Tainacan batch file uploads fail with 403 Forbidden

I’m running WordPress 6.8 with the latest Tainacan. When I drag & drop files into a Tainacan collection, the item record is created but the actual file upload always fails:

  • A POST is sent to
    https://…/wp-json/wp/v2/media/?post=<ID>
  • The response is 403 Forbidden.
  • A draft item is created in Tainacan (the POST succeeds in creating a draft), but the files never attach.
  • Note: Uploading the same files via Media → Add New works fine.

There are no related entries in wp-content/debug.log and my .htaccess contains only the default WordPress rules. How can I allow Tainacan’s uploader to successfully POST without triggering a 403?

Hi @sergi welcome to our forum!

I’m afraid this will be something related to your server settings. My first attempt would be to check if file upload permissions are ok in a more generic way. Try reaching to the WordPress Media Gallery and upload the same files. Are they being accepted or is there any limitation (file size or format, for example). But I’ve seen situations where the file upload via REST API (which is what the Batch upload screen does) being blocked… would you have any security plugin that might block that?

Hi @mateus.m.luna, thanks for the quick reply.

I just tested uploading the exact same files via **Media ** in the WordPress gallery, and they all upload perfectly—no size or format issues.

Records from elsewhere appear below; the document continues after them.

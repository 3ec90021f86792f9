// Display names derived from identifiers

use once_cell::sync::Lazy;
use regex::Regex;

static NUMBER_TRANSITION: Lazy<Regex> = Lazy::new(|| Regex::new(r"(\p{L})(\p{N})").unwrap());
static CASE_TRANSITION: Lazy<Regex> = Lazy::new(|| Regex::new(r"(\p{Ll}|\p{N})(\p{Lu})").unwrap());
static ACRONYM_TRANSITION: Lazy<Regex> = Lazy::new(|| Regex::new(r"(\p{Lu})(\p{Lu}\p{Ll})").unwrap());
static DEFINITION_ABBREVIATION: Lazy<Regex> = Lazy::new(|| Regex::new(r"\bDef\b").unwrap());
static TEXTURE_ABBREVIATION: Lazy<Regex> = Lazy::new(|| Regex::new(r"\bTex\b").unwrap());

/// Split an identifier on word boundaries and capitalize each word.
///
/// `fillPercent` becomes `Fill Percent`, `building_size` becomes
/// `Building Size`, `XMLParser` becomes `XML Parser`. Words that are
/// entirely uppercase are kept as they are.
pub fn title_case(identifier: &str) -> String {
    let spaced = identifier.replace('_', " ");
    let spaced = NUMBER_TRANSITION.replace_all(&spaced, "${1} ${2}");
    let spaced = CASE_TRANSITION.replace_all(&spaced, "${1} ${2}");
    let spaced = ACRONYM_TRANSITION.replace_all(&spaced, "${1} ${2}");

    spaced
        .split_whitespace()
        .map(capitalize)
        .collect::<Vec<_>>()
        .join(" ")
}

/// Display name of a class, expanding the `Def` suffix
pub fn class_name(identifier: &str) -> String {
    DEFINITION_ABBREVIATION
        .replace_all(&title_case(identifier), "Definition")
        .into_owned()
}

/// Display name of a tag, expanding `Def` and `Tex`
pub fn tag_name(identifier: &str) -> String {
    let name = class_name(identifier);
    TEXTURE_ABBREVIATION.replace_all(&name, "Texture").into_owned()
}

/// Display name of an attribute
pub fn attribute_name(identifier: &str) -> String {
    title_case(identifier)
}

fn capitalize(word: &str) -> String {
    if !word.chars().any(char::is_lowercase) {
        return word.to_string();
    }

    let mut chars = word.chars();
    match chars.next() {
        Some(first) => first.to_uppercase().chain(chars.flat_map(char::to_lowercase)).collect(),
        None => String::new(),
    }
}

I’ve also attached a screenshot of my Tainacan → System Diagnostics page.

For completeness: I did have Wordfence installed, but I’ve completely uninstalled it and wiped its data; the 403 error when posting to /wp-json/wp/v2/media/ still persists.

At this point it really feels like a server-level block on the REST endpoint. Do you have any pointers for how to whitelist or debug that on server side (or similar)? Thanks!

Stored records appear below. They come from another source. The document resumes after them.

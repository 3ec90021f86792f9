// Error taxonomy

use thiserror::Error;

use crate::graph::Severity;

/// Failures raised while analyzing one resource.
///
/// None of these escape the resource boundary: the coordinator turns each
/// into an [`Issue`](crate::graph::Issue) and moves on.
#[derive(Error, Debug)]
pub enum AnalysisError {
    #[error("{message}")]
    Parse { message: String },

    #[error("Skipping invalid XML definition file: root element is <{found}>, expected <{expected}>")]
    Structure { expected: String, found: String },

    #[error("Could not find name for {class} definition")]
    MissingIdentifier { class: String },

    #[error("Definition {definition} has unknown parent {parent}")]
    DanglingReference { definition: String, parent: String },

    #[error("Element nesting exceeds the maximum depth of {limit} at <{element}>")]
    DepthExceeded { limit: usize, element: String },

    #[error("Analysis aborted, discarding its contributions: {source}")]
    Transaction {
        #[source]
        source: Box<AnalysisError>,
    },

    #[error("IO error: {0}")]
    Io(#[from] std::io::Error),
}

impl AnalysisError {
    /// Severity of the issue recorded for this failure
    pub fn severity(&self) -> Severity {
        match self {
            AnalysisError::Structure { .. } | AnalysisError::DanglingReference { .. } => Severity::Warning,
            _ => Severity::Error,
        }
    }

    pub fn transaction(source: AnalysisError) -> Self {
        AnalysisError::Transaction { source: Box::new(source) }
    }
}

impl From<roxmltree::Error> for AnalysisError {
    fn from(error: roxmltree::Error) -> Self {
        AnalysisError::Parse { message: error.to_string() }
    }
}

/// Invalid stored graph contents
#[derive(Error, Debug)]
pub enum GraphError {
    #[error("Duplicate key in {kind} at position {index}")]
    DuplicateKey { kind: &'static str, index: usize },

    #[error("Row {index} of {kind} references {target} #{reference}, which does not exist")]
    DanglingReference {
        kind: &'static str,
        index: usize,
        target: &'static str,
        reference: usize,
    },
}

/// Failures decoding an exported document
#[derive(Error, Debug)]
pub enum ExportError {
    #[error("Unsupported export format {0}")]
    UnsupportedFormat(u32),

    #[error("Row {index} of {kind} has no {field}")]
    MissingReference {
        kind: &'static str,
        index: usize,
        field: &'static str,
    },

    #[error("Unknown issue severity {severity} in row {index}")]
    UnknownSeverity { index: usize, severity: u8 },

    #[error("Invalid graph: {0}")]
    Graph(#[from] GraphError),

    #[error("JSON error: {0}")]
    Json(#[from] serde_json::Error),

    #[error("IO error: {0}")]
    Io(#[from] std::io::Error),
}

#[cfg(test)]
mod tests {
    use super::*;

    #[test]
    fn test_severity_of_failures() {
        let structure = AnalysisError::Structure {
            expected: "Defs".to_string(),
            found: "Patch".to_string(),
        };
        assert_eq!(structure.severity(), Severity::Warning);

        let missing = AnalysisError::MissingIdentifier { class: "ThingDef".to_string() };
        assert_eq!(missing.severity(), Severity::Error);
        assert_eq!(missing.to_string(), "Could not find name for ThingDef definition");

        let failed = AnalysisError::transaction(AnalysisError::DepthExceeded {
            limit: 4,
            element: "li".to_string(),
        });
        assert_eq!(failed.severity(), Severity::Error);
        assert!(failed.to_string().contains("maximum depth of 4"));
    }
}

@sergi then we would need to investigate more… I’m not an expert on this but my first request would be to take a look at the request POST headers… can you see the content in the ‘X-WP-Nonce’ header attribute? And maybe ‘Content-disposition’? Do you notice any difference of behavior between browsers? Have tried uploading not multiple files but only one (also via the bulk edition form, but only one file).

Hi @mateus.m.luna, thanks for the follow-up.

I’ve actually pinpointed the cause: ModSecurity’s SQL-Injection rules are flagging the binary payloads as attacks (rules 942100 and 949110). I attempted to disable those rules via my .htaccess, but that change causes an Internal Server Error—apparently SecRuleRemoveById isn’t allowed in per-directory files on my host.

Do you have any suggestions for how to proceed? Thanks again!

Thanks for pinpointing that… it is actually very hard to understand the origin of this sort of error due to the variety of server settings out there.

Are you allowed to perform changes in your Apache (or nGinx) settings other than via .htaccess? I was hoping that maybe we can whitelist that rule only for the WordPress media endpoint…

If not it might really be something that you won’t be able to achieve without reaching directly to your host provider.

From our side I’ve read that we could try sending the file in other ways, maybe converting to base64 but that would imply using an alternative endpoint instead of the WP default one and it is not something we have plans by now.

An alternative path for you in particular could be to upload your files to an FTP or any other online public storage and perform a CSV import flow… I know it is not ideal but should work without any restrictions.